▶ **Exercise objective**
Among the entries below, find the lines that hold the word "Unreadable" and report them.

▶ **Information given**
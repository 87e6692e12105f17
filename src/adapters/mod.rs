//! Adapters - Concrete implementations of ports.

pub mod ffmpeg;
pub mod ffprobe;
pub mod host;
use std::io;
use std::path::Path;
use std::time::Duration;

use serde_json::Value;
use thiserror::Error;

use crate::domain::timecode::Timecode;
use crate::ports::prober::MediaProber;

#[derive(Debug, Error)]
pub enum ProbeError {
    #[error("media probe timed out after {0} seconds")]
    Timeout(u64),
    #[error("input file not found: {0}")]
    NotFound(String),
    #[error("could not read a duration from {path}: {detail}")]
    Unreadable { path: String, detail: String },
    #[error("media inspection tool is not available: {0}")]
    ToolMissing(String),
}

/// Ask the media-inspection collaborator for the container duration.
///
/// Used to pre-fill the end-trim field when a file is picked; callers fall
/// back to manual entry on any error, so nothing here is fatal.
pub async fn probe_duration(
    input: &Path,
    prober: &impl MediaProber,
    timeout: Duration,
) -> Result<Timecode, ProbeError> {
    if !input.exists() {
        return Err(ProbeError::NotFound(input.display().to_string()));
    }

    let output = tokio::time::timeout(timeout, prober.media_info(input))
        .await
        .map_err(|_| ProbeError::Timeout(timeout.as_secs()))?
        .map_err(|e| match e.kind() {
            io::ErrorKind::NotFound => ProbeError::ToolMissing(e.to_string()),
            _ => ProbeError::Unreadable {
                path: input.display().to_string(),
                detail: e.to_string(),
            },
        })?;

    if !output.status.success() {
        return Err(ProbeError::Unreadable {
            path: input.display().to_string(),
            detail: String::from_utf8_lossy(&output.stderr).to_string(),
        });
    }

    let info: Value =
        serde_json::from_slice(&output.stdout).map_err(|e| ProbeError::Unreadable {
            path: input.display().to_string(),
            detail: e.to_string(),
        })?;

    // ffprobe reports the duration as a decimal string under "format".
    let duration = info.get("format").and_then(|format| format.get("duration"));
    let seconds = match duration {
        Some(Value::String(text)) => text.parse::<f64>().ok(),
        Some(Value::Number(number)) => number.as_f64(),
        _ => None,
    }
    .ok_or_else(|| ProbeError::Unreadable {
        path: input.display().to_string(),
        detail: "no duration in probe output".to_string(),
    })?;

    tracing::debug!(seconds, input = %input.display(), "probed container duration");

    Ok(Timecode::from_seconds(seconds))
}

▶ **Worked solution**
    Unreadable { path: String, detail: String },
            _ => ProbeError::Unreadable {
        return Err(ProbeError::Unreadable {
        serde_json::from_slice(&output.stdout).map_err(|e| ProbeError::Unreadable {
    .ok_or_else(|| ProbeError::Unreadable {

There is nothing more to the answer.